* Your objective:
Retype the records below from their first line through the line containing "pub(crate) fn strip_comments(source: &str)", and include nothing else.
*** Block opens ***
//! Line-preserving text passes shared by configuration discovery and expansion.

use std::collections::{HashMap, HashSet};

const MAX_SUBSTITUTION_DEPTH: usize = 16;

/// Replace comments with whitespace. Newlines inside block comments are kept
/// so that line numbers do not move.
pub(crate) fn strip_comments(source: &str) -> String {
    let mut out = String::with_capacity(source.len());
    let mut chars = source.chars().peekable();
    let mut quote: Option<char> = None;

    while let Some(c) = chars.next() {
        if let Some(q) = quote {
            out.push(c);
            if c == '\\' {
                if let Some(next) = chars.next() {
                    out.push(next);
                }
            } else if c == q || c == '\n' {
                quote = None;
            }
            continue;
        }
        match (c, chars.peek()) {
            ('/', Some('/')) => {
                while let Some(&next) = chars.peek() {
                    if next == '\n' {
                        break;
                    }
                    chars.next();
                }
            }
            ('/', Some('*')) => {
                chars.next();
                out.push(' ');
                let mut prev = '\0';
                for next in chars.by_ref() {
                    if next == '\n' {
                        out.push('\n');
                    }
                    if prev == '*' && next == '/' {
                        break;
                    }
                    prev = next;
                }
            }
            ('"' | '\'', _) => {
                quote = Some(c);
                out.push(c);
            }
            _ => out.push(c),
        }
    }
    out
}

/// Join backslash-continued lines, padding with empty lines afterwards so the
/// total line count is unchanged.
pub(crate) fn splice_continuations(source: &str) -> String {
    let mut out = String::with_capacity(source.len());
    let mut pending = 0usize;
    for line in source.split_inclusive('\n') {
        let body = line.strip_suffix('\n').unwrap_or(line);
        let body = body.strip_suffix('\r').unwrap_or(body);
        match body.strip_suffix('\\') {
            Some(joined) => {
                out.push_str(joined);
                pending += 1;
            }
            None => {
                out.push_str(body);
                if line.ends_with('\n') {
                    out.push('\n');
                }
                for _ in 0..pending {
                    out.push('\n');
                }
                pending = 0;
            }
        }
    }
    for _ in 0..pending {
        out.push('\n');
    }
    out
}

pub(crate) fn is_ident_start(c: char) -> bool {
    c.is_ascii_alphabetic() || c == '_'
}

pub(crate) fn is_ident_char(c: char) -> bool {
    c.is_ascii_alphanumeric() || c == '_'
}

/// Identifiers appearing in `text`, outside string and character literals.
pub(crate) fn identifiers(text: &str) -> Vec<&str> {
    let mut found = Vec::new();
    let bytes: Vec<(usize, char)> = text.char_indices().collect();
    let mut i = 0;
    while i < bytes.len() {
        let (start, c) = bytes[i];
        if c == '"' || c == '\'' {
            i = skip_literal(&bytes, i);
        } else if is_ident_start(c) {
            let mut j = i + 1;
            while j < bytes.len() && is_ident_char(bytes[j].1) {
                j += 1;
            }
            let end = bytes.get(j).map_or(text.len(), |(idx, _)| *idx);
            found.push(&text[start..end]);
            i = j;
        } else if c.is_ascii_digit() {
            i += 1;
            while i < bytes.len() && is_ident_char(bytes[i].1) {
                i += 1;
            }
        } else {
            i += 1;
        }
    }
    found
}

fn skip_literal(chars: &[(usize, char)], open: usize) -> usize {
    let quote = chars[open].1;
    let mut i = open + 1;
    while i < chars.len() {
        match chars[i].1 {
            '\\' => i += 2,
            c if c == quote => return i + 1,
            '\n' => return i,
            _ => i += 1,
        }
    }
    i
}

/// Replace object-like macros in one line of active code.
///
/// `macros` maps a name to its replacement; names mapped to `None` are
/// function-like and left untouched.
pub(crate) fn substitute(line: &str, macros: &HashMap<String, Option<String>>) -> String {
    if macros.is_empty() {
        return line.to_string();
    }
    let mut hidden = HashSet::new();
    substitute_inner(line, macros, &mut hidden, 0)
}

fn substitute_inner<'a>(
    line: &str,
    macros: &'a HashMap<String, Option<String>>,
    hidden: &mut HashSet<&'a str>,
    depth: usize,
) -> String {
    let chars: Vec<(usize, char)> = line.char_indices().collect();
    let mut out = String::with_capacity(line.len());
    let mut i = 0;
    while i < chars.len() {
        let (start, c) = chars[i];
        if c == '"' || c == '\'' {
            let end_idx = skip_literal(&chars, i);
            let end = chars.get(end_idx).map_or(line.len(), |(idx, _)| *idx);
            out.push_str(&line[start..end]);
            i = end_idx;
        } else if is_ident_start(c) {
            let mut j = i + 1;
            while j < chars.len() && is_ident_char(chars[j].1) {
                j += 1;
            }
            let end = chars.get(j).map_or(line.len(), |(idx, _)| *idx);
            let name = &line[start..end];
            match macros.get_key_value(name) {
                Some((key, Some(value)))
                    if depth < MAX_SUBSTITUTION_DEPTH && !hidden.contains(key.as_str()) =>
                {
                    hidden.insert(key.as_str());
                    out.push_str(&substitute_inner(value, macros, hidden, depth + 1));
                    hidden.remove(key.as_str());
                }
                _ => out.push_str(name),
            }
            i = j;
        } else if c.is_ascii_digit() {
            let mut j = i + 1;
            while j < chars.len() && is_ident_char(chars[j].1) {
                j += 1;
            }
            let end = chars.get(j).map_or(line.len(), |(idx, _)| *idx);
            out.push_str(&line[start..end]);
            i = j;
        } else {
            out.push(c);
            i += 1;
        }
    }
    out
}

#[cfg(test)]
mod tests {
    use super::*;
    use indoc::indoc;

    #[test]
    fn test_strip_comments_keeps_lines() {
        let source = indoc! {r#"
            int a; // trailing
            /* block
               spanning */ int b;
            char *s = "// not a comment";
        "#};
        let stripped = strip_comments(source);
        assert_eq!(stripped.lines().count(), source.lines().count());
        assert!(stripped.starts_with("int a; \n"));
        assert!(!stripped.contains("trailing"));
        assert!(!stripped.contains("spanning"));
        assert!(stripped.contains("int b;"));
        assert!(stripped.contains("\"// not a comment\""));
    }

    #[test]
    fn test_splice_continuations_pads_lines() {
        let source = "#define A 1 + \\\n  2\nint x;\n";
        let spliced = splice_continuations(source);
        assert_eq!(spliced, "#define A 1 +   2\n\nint x;\n");
    }

    #[test]
    fn test_identifiers_skip_literals_and_numbers() {
        assert_eq!(
            identifiers(r#"foo(1u, "bar", 'c') + _baz2"#),
            vec!["foo", "_baz2"]
        );
    }

    #[test]
    fn test_substitute_object_like() {
        let macros: HashMap<String, Option<String>> = [
            ("SIZE".to_string(), Some("(N * 2)".to_string())),
            ("N".to_string(), Some("4".to_string())),
            ("F".to_string(), None),
            ("SELF".to_string(), Some("SELF + 1".to_string())),
        ]
        .into_iter()
        .collect();
        assert_eq!(substitute("int a[SIZE];", &macros), "int a[(4 * 2)];");
        assert_eq!(substitute("F(SIZE)", &macros), "F((4 * 2))");
        assert_eq!(substitute("\"SIZE\"", &macros), "\"SIZE\"");
        assert_eq!(substitute("SELF", &macros), "SELF + 1");
    }
}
*** Block closes ***
* Your solution:
//! Line-preserving text passes shared by configuration discovery and expansion.

use std::collections::{HashMap, HashSet};

const MAX_SUBSTITUTION_DEPTH: usize = 16;

/// Replace comments with whitespace. Newlines inside block comments are kept
/// so that line numbers do not move.
pub(crate) fn strip_comments(source: &str) -> String {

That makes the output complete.